At the very minimum, if it was decided to do nothing else, the example that uses wildcards should be changed, since it could fail silently.

techtenk commented 3 months ago

What about using the Rust implementation of Wireguard as a precedent for how to implement this? Basically make a bind4 and bind6 for the special cases of binding to the INADDR_ANY addresses.

https://github.com/mullvad/wireguard-rs/blob/9b53a9d1a61115a328ca43955153d09cc2e969ef/src/platform/linux/udp.rs#L598

Inside those functions you could do the CMSG work and when the UDPSocket is operating in that mode, it attaches that information to each incoming packet so that you can read it off the packet when sending a response. I guess then all that would be left is to implement a send_to that can take a source IP parameter, like you originally suggested.

*I see the issue you opened in the Rust code base, feel free to carry this over there if you think it's a more appropriate issue to have the discussion.

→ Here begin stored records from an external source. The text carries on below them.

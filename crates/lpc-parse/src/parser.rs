use lpc_ast::{Arena, CommentKind, Document, Node, NodeId, NodeKind, TextRange, TextSize};
use lpc_errors::ParseError;
use lpc_tokenizer::{SyntaxKind, Token, Tokenizer};

pub(crate) type Result<T, E = ParseError> = std::result::Result<T, E>;

pub(crate) struct Parser<'t> {
    text: &'t str,
    tokenizer: Tokenizer<'t>,
    nodes: Arena<Node>,
    /// Comments met in the middle of an expression. They are attached to the
    /// enclosing statement or list element once it is complete.
    pending: Vec<NodeId>,
    /// Blank lines consumed while looking past a statement for `else`.
    held_blank: Option<Token>,
}

impl<'t> Parser<'t> {
    pub(crate) fn new(text: &'t str) -> Self {
        Self {
            text,
            tokenizer: Tokenizer::new(text),
            nodes: Arena::new(),
            pending: Vec::new(),
            held_blank: None,
        }
    }

    pub(crate) fn text(&self, range: TextRange) -> &'t str {
        &self.text[range]
    }

    /// The next token, trivia included.
    pub(crate) fn raw(&self) -> Token {
        self.held_blank.unwrap_or(*self.tokenizer.peek())
    }

    pub(crate) fn bump_raw(&mut self) -> Token {
        match self.held_blank.take() {
            Some(token) => token,
            None => self.tokenizer.next_token(),
        }
    }

    /// Parks a blank-line token so that it is seen again by the next `raw`.
    pub(crate) fn hold_blank(&mut self) {
        if self.held_blank.is_none() && self.tokenizer.peek().kind == SyntaxKind::BLANK_LINES {
            self.held_blank = Some(self.tokenizer.next_token());
        }
    }

    /// The token after a held blank line.
    pub(crate) fn kind_after_blank(&self) -> SyntaxKind {
        self.tokenizer.peek().kind
    }

    pub(crate) fn drop_held_blank(&mut self) {
        self.held_blank = None;
    }

    pub(crate) fn on_own_line(&self) -> bool {
        self.held_blank.is_some() || self.tokenizer.did_token_start_on_own_line()
    }

    /// The next significant token. Comments in between are parked in
    /// `pending` and blank lines are dropped.
    pub(crate) fn peek(&mut self) -> Token {
        loop {
            let token = self.raw();
            match token.kind {
                SyntaxKind::LINE_COMMENT | SyntaxKind::BLOCK_COMMENT => {
                    let comment = self.comment();
                    self.pending.push(comment);
                }
                SyntaxKind::BLANK_LINES => {
                    self.bump_raw();
                }
                _ => return token,
            }
        }
    }

    pub(crate) fn peek_kind(&mut self) -> SyntaxKind {
        self.peek().kind
    }

    pub(crate) fn at(&mut self, kind: SyntaxKind) -> bool {
        self.peek_kind() == kind
    }

    pub(crate) fn at_text(&mut self, kind: SyntaxKind, text: &str) -> bool {
        let token = self.peek();
        token.kind == kind && self.text(token.range) == text
    }

    pub(crate) fn bump(&mut self) -> Result<Token> {
        let token = self.peek();
        if let Some(message) = token.error {
            return Err(ParseError::new(message, token.range));
        }
        Ok(self.bump_raw())
    }

    pub(crate) fn eat(&mut self, kind: SyntaxKind) -> Result<Option<Token>> {
        if self.at(kind) { self.bump().map(Some) } else { Ok(None) }
    }

    pub(crate) fn expect(&mut self, kind: SyntaxKind, what: &str) -> Result<Token> {
        if self.at(kind) {
            return self.bump();
        }
        Err(self.unexpected_with(&format!("expected {what}")))
    }

    pub(crate) fn unexpected(&mut self) -> ParseError {
        let token = self.peek();
        match (token.error, token.kind) {
            (Some(message), _) => ParseError::new(message, token.range),
            (None, SyntaxKind::EOF) => ParseError::new("unexpected end of file", token.range),
            (None, _) => ParseError::new(
                format!("unexpected `{}`", self.text(token.range)),
                token.range,
            ),
        }
    }

    pub(crate) fn unexpected_with(&mut self, expected: &str) -> ParseError {
        let token = self.peek();
        if let Some(message) = token.error {
            return ParseError::new(message, token.range);
        }
        let found = match token.kind {
            SyntaxKind::EOF => "end of file".to_owned(),
            _ => format!("`{}`", self.text(token.range)),
        };
        ParseError::new(format!("{expected}, found {found}"), token.range)
    }

    pub(crate) fn alloc(&mut self, kind: NodeKind, range: TextRange) -> NodeId {
        self.nodes.alloc(Node { kind, range, parent: None, suffix_comment: None })
    }

    pub(crate) fn replace(&mut self, id: NodeId, kind: NodeKind, range: TextRange) {
        let node = &mut self.nodes[id];
        node.kind = kind;
        node.range = range;
    }

    pub(crate) fn kind(&self, id: NodeId) -> &NodeKind {
        &self.nodes[id].kind
    }

    pub(crate) fn range(&self, id: NodeId) -> TextRange {
        self.nodes[id].range
    }

    pub(crate) fn start(&self, id: NodeId) -> TextSize {
        self.nodes[id].range.start()
    }

    pub(crate) fn end(&self, id: NodeId) -> TextSize {
        self.nodes[id].range.end()
    }

    pub(crate) fn span(&self, from: NodeId, to: NodeId) -> TextRange {
        TextRange::new(self.start(from), self.end(to))
    }

    pub(crate) fn has_suffix(&self, id: NodeId) -> bool {
        self.nodes[id].suffix_comment.is_some()
    }

    /// Consumes the comment token under the cursor.
    pub(crate) fn comment(&mut self) -> NodeId {
        let token = self.bump_raw();
        let kind = match token.kind {
            SyntaxKind::LINE_COMMENT => CommentKind::Line,
            _ => CommentKind::Block,
        };
        self.alloc(NodeKind::Comment { kind }, token.range)
    }

    pub(crate) fn set_suffix(&mut self, owner: NodeId, comment: NodeId) {
        tracing::trace!(owner = ?self.range(owner), comment = ?self.range(comment), "suffix comment");
        self.nodes[owner].suffix_comment = Some(comment);
    }

    /// Takes a comment that continues `owner`'s last line as its suffix.
    pub(crate) fn trailing_comment(&mut self, owner: NodeId) -> bool {
        let is_comment = matches!(
            self.raw().kind,
            SyntaxKind::LINE_COMMENT | SyntaxKind::BLOCK_COMMENT
        );
        if !is_comment || self.on_own_line() || self.has_suffix(owner) {
            return false;
        }
        let comment = self.comment();
        self.set_suffix(owner, comment);
        true
    }

    pub(crate) fn park(&mut self, comment: NodeId) {
        self.pending.push(comment);
    }

    /// Moves parked comments onto `owner`. The first becomes its suffix when
    /// it has none; the rest are returned for the caller to place after it.
    pub(crate) fn flush_pending(&mut self, owner: NodeId) -> Vec<NodeId> {
        let mut rest = Vec::new();
        for comment in std::mem::take(&mut self.pending) {
            if self.has_suffix(owner) {
                rest.push(comment);
            } else {
                self.set_suffix(owner, comment);
            }
        }
        rest
    }

    pub(crate) fn take_pending(&mut self) -> Vec<NodeId> {
        std::mem::take(&mut self.pending)
    }

    pub(crate) fn finish(self, roots: Vec<NodeId>) -> Document {
        Document::new(self.text.to_owned(), self.nodes, roots)
    }
}
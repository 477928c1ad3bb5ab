mod options;
mod printer;
#[cfg(test)]
mod tests;

pub use lpc_ast::Document;
pub use lpc_errors::ParseError;
pub use options::FormatOptions;

/// Lays out a parsed document. Every line ends without trailing whitespace
/// and the output ends with a single newline.
pub fn print(document: &Document, options: &FormatOptions) -> String {
    printer::print_document(document, options)
}

/// Parses and prints `text` in one go.
#[tracing::instrument(level = "debug", skip_all, fields(len = text.len()))]
pub fn format(text: &str, options: &FormatOptions) -> Result<String, ParseError> {
    let document = lpc_parse::parse(text)?;
    let formatted = print(&document, options);
    tracing::debug!(len = formatted.len(), changed = formatted != text, "formatted source file");
    Ok(formatted)
}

techtenk commented 3 months ago

Here's some code demonstrating the issue, for anyone else coming along later:

add a file in the examples/ directory called broken-udp.rs add network-interface = "2.0.0" to the examples/Cargo.toml file run it with cargo run --example broken-udp

#![warn(rust_2018_idioms)]

use std::error::Error;
use std::io;
use std::net::{IpAddr, SocketAddr};
use network_interface::{NetworkInterface, NetworkInterfaceConfig};
use tokio::net::UdpSocket;

struct Server {
    socket: UdpSocket,
    buf: Vec<u8>,
    to_send: Option<(usize, SocketAddr)>,
}

impl Server {

    async fn run(self) -> Result<(), io::Error> {
        let Server {
            socket,
            mut buf,
            mut to_send,
        } = self;

        loop {
            // First we check to see if there's a message we need to echo back.
            // If so then we try to send it back to the original source, waiting
            // until it's writable and we're able to do so.
            if let Some((size, peer)) = to_send {
                let amt = socket.send_to(&buf[..size], &peer).await?;

                println!("Echoed {}/{} bytes to {}", amt, size, peer);
            }

            // If we're here then `to_send` is `None`, so we take a look for the
            // next message we're going to echo back.
            to_send = Some(socket.recv_from(&mut buf).await?);
        }

    }

}
#[tokio::main]
async fn main() -> Result<(), Box<dyn Error>> {
    let serv_addr = "0.0.0.0:0";

    let socket = UdpSocket::bind(&serv_addr).await.expect("Failed to open socket");

    // server will echo the bytes
    let server = Server {
        socket,
        buf: vec![0; 1024],
        to_send: None,
    };

    let server_address = server.socket.local_addr().unwrap().clone();
    let port = server_address.port();

    let networks = NetworkInterface::show().unwrap();
    let addresses = networks.iter().fold(Vec::new(), |mut carry, next| -> Vec<IpAddr> {
        carry.push(next.addr.first().unwrap().ip());
        return carry.clone(); // not very efficient
    });

    let socket_addresses = addresses.iter().map(|addr| {
        SocketAddr::new(*addr, port)
    }).collect::<Vec<SocketAddr>>();

    // This starts the server task.
    tokio::spawn(async { server.run().await });

    // set up the client socket
    let client_addr = "127.0.0.1:0";
    let client = UdpSocket::bind(&client_addr).await.expect("Failed to open client socket");

    // iterate through the server socket addresses (one per IP) and see check what IP the server responds from
    for ip in socket_addresses {
        client.send_to(&b"PING"[..], ip).await.expect(format!("Failed to send bytes to {:?}", ip).as_str());
        println!("Sent some bytes to {:?}", ip);
        let mut recv_buf = [0u8; 32];
        let (len, addr) = client.recv_from(&mut recv_buf).await.unwrap();
        println!("Received some bytes! {:?} from {:?}", String::from_utf8_lossy(&recv_buf[..len]), addr);
    }

    Ok(())
}

Example output:

Sent some bytes to 172.21.108.37:35308 Echoed 4/4 bytes to 127.0.0.1:51832 Received some bytes! "PING" from 127.0.0.1:35308 Sent some bytes to 127.0.0.1:35308 Echoed 4/4 bytes to 127.0.0.1:51832 Received some bytes! "PING" from 127.0.0.1:35308

We loop through all the IP addresses the server is hosting from but it always responds with the same default IP.